A informação é da Agência das Nações Unidas responsável pela ajuda alimentar (Programa Alimentar Mundial), que alerta que a desnutrição está a aumentar significativamente, com 90 mil mulheres e crianças a necessitarem de tratamento urgente.
O PAM contabiliza 470 mil pessoas a enfrentar uma fome catastrófica na Palestina.
“Há pessoas a morrer por falta de ajuda humanitária”, refere o PAM que é única fonte de alimentação da população na região.
Citado pelo Notícia ao Minutos, aquela agência da ONU acrescenta que os preços dos alimentos em Gaza atingiram níveis insustentáveis.
A organização Médicos Sem Fronteiras, que também opera na região, contabiliza números assustadores, sendo uma em cada quatro crianças entre os seis meses e os cinco anos, bem como mulheres grávidas e em amamentação, examinadas na última semana na faixa de Gaza, sofrem de desnutrição.

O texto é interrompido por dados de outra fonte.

//! Execution target identity.
//!
//! An [`ExecutionTarget`] names the machine every filesystem and process
//! operation runs against: either the local host, or a remote host reached
//! over SSH. The target carries identity and credentials only; behaviour
//! lives behind the [`crate::executor::Executor`] trait.

use crate::error::{InstallError, Result};

/// Host strings that select the local execution backend.
pub const LOCALHOST_SENTINELS: &[&str] = &["localhost", "127.0.0.1"];

/// Credentials for a remote SSH host.
#[derive(Debug, Clone, PartialEq, Eq)]
pub struct RemoteHost {
    /// Host name or address.
    pub host: String,
    /// SSH port.
    pub port: u16,
    /// Login user.
    pub username: String,
    /// Login password.
    pub password: String,
}

/// The machine a pipeline run operates on.
///
/// Constructed once per orchestrator invocation and passed by reference to
/// every stage. Holds no connection state; each remote operation opens and
/// closes its own session.
#[derive(Debug, Clone, PartialEq, Eq)]
pub enum ExecutionTarget {
    /// The local machine.
    Local,
    /// A remote host reached over SSH/SFTP.
    Remote(RemoteHost),
}

impl ExecutionTarget {
    /// Builds a target from a host string and optional credentials.
    ///
    /// `"localhost"` and `"127.0.0.1"` select the local backend and ignore
    /// the credentials. Any other host requires both a user and a password.
    ///
    /// # Errors
    ///
    /// Returns [`InstallError::MissingCredentials`] if a remote host is named
    /// without full credentials.
    ///
    /// # Examples
    ///
    /// ```
    /// use pkgforge::target::ExecutionTarget;
    ///
    /// let local = ExecutionTarget::from_host("localhost", 22, None, None)?;
    /// assert!(local.is_local());
    /// # Ok::<(), pkgforge::error::InstallError>(())
    /// ```
    pub fn from_host(
        host: &str,
        port: u16,
        username: Option<String>,
        password: Option<String>,
    ) -> Result<Self> {
        if LOCALHOST_SENTINELS.contains(&host) {
            return Ok(Self::Local);
        }

        match (username, password) {
            (Some(username), Some(password)) => Ok(Self::Remote(RemoteHost {
                host: host.to_owned(),
                port,
                username,
                password,
            })),
            _ => Err(InstallError::MissingCredentials {
                host: host.to_owned(),
            }),
        }
    }

    /// Returns `true` for the local backend.
    #[must_use]
    pub fn is_local(&self) -> bool {
        matches!(self, Self::Local)
    }
}

#[cfg(test)]
mod tests {
    use super::*;
    use rstest::rstest;

    #[rstest]
    #[case::name("localhost")]
    #[case::loopback("127.0.0.1")]
    fn sentinel_hosts_select_local(#[case] host: &str) {
        let target = ExecutionTarget::from_host(host, 22, None, None)
            .expect("sentinel host should resolve");
        assert!(target.is_local());
    }

    #[test]
    fn remote_host_with_credentials_resolves() {
        let target = ExecutionTarget::from_host(
            "build-box.example.net",
            2222,
            Some("builder".to_owned()),
            Some("secret".to_owned()),
        )
        .expect("remote host with credentials should resolve");

        match target {
            ExecutionTarget::Remote(remote) => {
                assert_eq!(remote.host, "build-box.example.net");
                assert_eq!(remote.port, 2222);
                assert_eq!(remote.username, "builder");
            }
            ExecutionTarget::Local => panic!("expected remote target"),
        }
    }

    #[rstest]
    #[case::no_credentials(None, None)]
    #[case::user_only(Some("builder".to_owned()), None)]
    #[case::password_only(None, Some("secret".to_owned()))]
    fn remote_host_without_full_credentials_is_rejected(
        #[case] user: Option<String>,
        #[case] password: Option<String>,
    ) {
        let err = ExecutionTarget::from_host("build-box.example.net", 22, user, password)
            .expect_err("expected credential validation to fail");
        assert!(matches!(err, InstallError::MissingCredentials { host } if host == "build-box.example.net"));
    }
}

Entretanto, o Secretário Geral da ONU, António Guterres reagiu na tarde desta sexta-feira, à crise alimentar no médio Oriente, criticando o que chamou de falta de humanidade e de compaixão demonstrada perante o sofrimento dos palestinos na Faixa de Gaza.
Para Guterres trata-se de “uma crise moral que desafia a consciência mundial”.
“Não consigo explicar o nível de indiferença e inação que vemos por parte dele demasiadas pessoas na comunidade internacional a falta de compaixão. A falta de verdade. A falta de humanidade”, disse acrescentando que a dimensão e o alcance ultrapassam todo o histórico de guerra que o mundo já viveu.